(Source records)
*** Begin section ***

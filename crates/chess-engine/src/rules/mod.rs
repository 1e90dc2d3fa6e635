//! Rule set abstraction for chess variants.
//!
//! Variants share move generation and differ in their starting array and
//! in which automatic game-ending rules they enforce. The [`RuleSet`] trait
//! is the seam callers use; [`Variant`] is the concrete implementation.

mod chess960;
mod variant;

pub use chess960::{chess960_back_rank, CHESS960_SETUPS, STANDARD_SETUP};
pub use variant::{Variant, VariantError};

use crate::movegen::{generate_moves, has_legal_moves, is_king_attacked};
use crate::{Bitboard, MoveList, Position};
use chess_core::{Color, Piece};

/// Half-move clock value at which a fifty-move draw can be claimed.
pub const FIFTY_MOVE_PLIES: u32 = 100;

/// Half-move clock value at which the game is drawn automatically.
pub const SEVENTY_FIVE_MOVE_PLIES: u32 = 150;

/// Rule switches a variant carries.
#[derive(Debug, Clone, Copy, PartialEq, Eq)]
pub struct RuleConfig {
    /// Fivefold repetition and the seventy-five-move rule end the game
    /// without a claim.
    pub automatic_draws: bool,
}

impl Default for RuleConfig {
    fn default() -> Self {
        RuleConfig {
            automatic_draws: true,
        }
    }
}

/// Draws that end the game without either player claiming them.
#[derive(Debug, Clone, Copy, PartialEq, Eq, Hash)]
pub enum AutomaticDraw {
    FivefoldRepetition,
    SeventyFiveMoves,
}

impl std::fmt::Display for AutomaticDraw {
    fn fmt(&self, f: &mut std::fmt::Formatter<'_>) -> std::fmt::Result {
        match self {
            AutomaticDraw::FivefoldRepetition => write!(f, "fivefold repetition"),
            AutomaticDraw::SeventyFiveMoves => write!(f, "seventy-five-move rule"),
        }
    }
}

/// How a game ended, as far as a single position can tell.
#[derive(Debug, Clone, Copy, PartialEq, Eq)]
pub enum Termination {
    /// The side to move is checkmated.
    Checkmate { winner: Color },
    /// The side to move has no legal move and is not in check.
    Stalemate,
    /// Neither side can deliver mate.
    InsufficientMaterial,
    /// An automatic draw rule applies.
    Automatic(AutomaticDraw),
}

/// Trait for implementing chess variants.
///
/// # Example
///
/// ```
/// use chess_engine::rules::{RuleSet, Variant};
///
/// let variant = Variant::Standard;
/// let position = variant.initial_position();
/// assert_eq!(variant.generate_moves(&position).len(), 20);
/// ```
pub trait RuleSet {
    /// Returns the initial position for this variant.
    fn initial_position(&self) -> Position;

    /// Returns the rule switches of this variant.
    fn config(&self) -> RuleConfig;

    /// Generates all legal moves for the given position.
    fn generate_moves(&self, position: &Position) -> MoveList {
        generate_moves(position)
    }

    /// Returns how the game ended if `position` alone decides it.
    ///
    /// Checked in order: checkmate, stalemate, insufficient material, then
    /// the seventy-five-move rule when automatic draws are enabled.
    /// Repetition needs history and is left to the caller.
    fn termination(&self, position: &Position) -> Option<Termination> {
        if !has_legal_moves(position) {
            return Some(if is_check(position) {
                Termination::Checkmate {
                    winner: position.side_to_move.opposite(),
                }
            } else {
                Termination::Stalemate
            });
        }
        if has_insufficient_material(position) {
            return Some(Termination::InsufficientMaterial);
        }
        if self.config().automatic_draws && is_seventy_five_moves(position) {
            return Some(Termination::Automatic(AutomaticDraw::SeventyFiveMoves));
        }
        None
    }
}

/// Returns true if the side to move is in check.
pub fn is_check(position: &Position) -> bool {
    is_king_attacked(position, position.side_to_move)
}

/// Returns true if the side to move is checkmated.
pub fn is_checkmate(position: &Position) -> bool {
    is_check(position) && !has_legal_moves(position)
}

/// Returns true if the side to move is stalemated.
pub fn is_stalemate(position: &Position) -> bool {
    !is_check(position) && !has_legal_moves(position)
}

/// Returns true if the half-move clock reached the seventy-five-move limit.
pub fn is_seventy_five_moves(position: &Position) -> bool {
    position.halfmove_clock >= SEVENTY_FIVE_MOVE_PLIES
}

/// Returns true if no sequence of legal moves can produce a checkmate.
///
/// Covers bare kings, a single minor piece, and any number of bishops
/// (either color) that all stand on squares of one color.
pub fn has_insufficient_material(position: &Position) -> bool {
    let heavy = position.pieces[Piece::Pawn.index()]
        | position.pieces[Piece::Rook.index()]
        | position.pieces[Piece::Queen.index()];
    if heavy.is_not_empty() {
        return false;
    }

    let knights = position.pieces[Piece::Knight.index()];
    let bishops = position.pieces[Piece::Bishop.index()];
    let minors = knights | bishops;

    if minors.count() <= 1 {
        return true;
    }
    if knights.is_not_empty() {
        return false;
    }
    (bishops & Bitboard::LIGHT_SQUARES).is_empty() || (bishops & Bitboard::DARK_SQUARES).is_empty()
}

*** End section ***

What you will do
Give only the number of lines in the preceding data that include the word "game".

Your response
6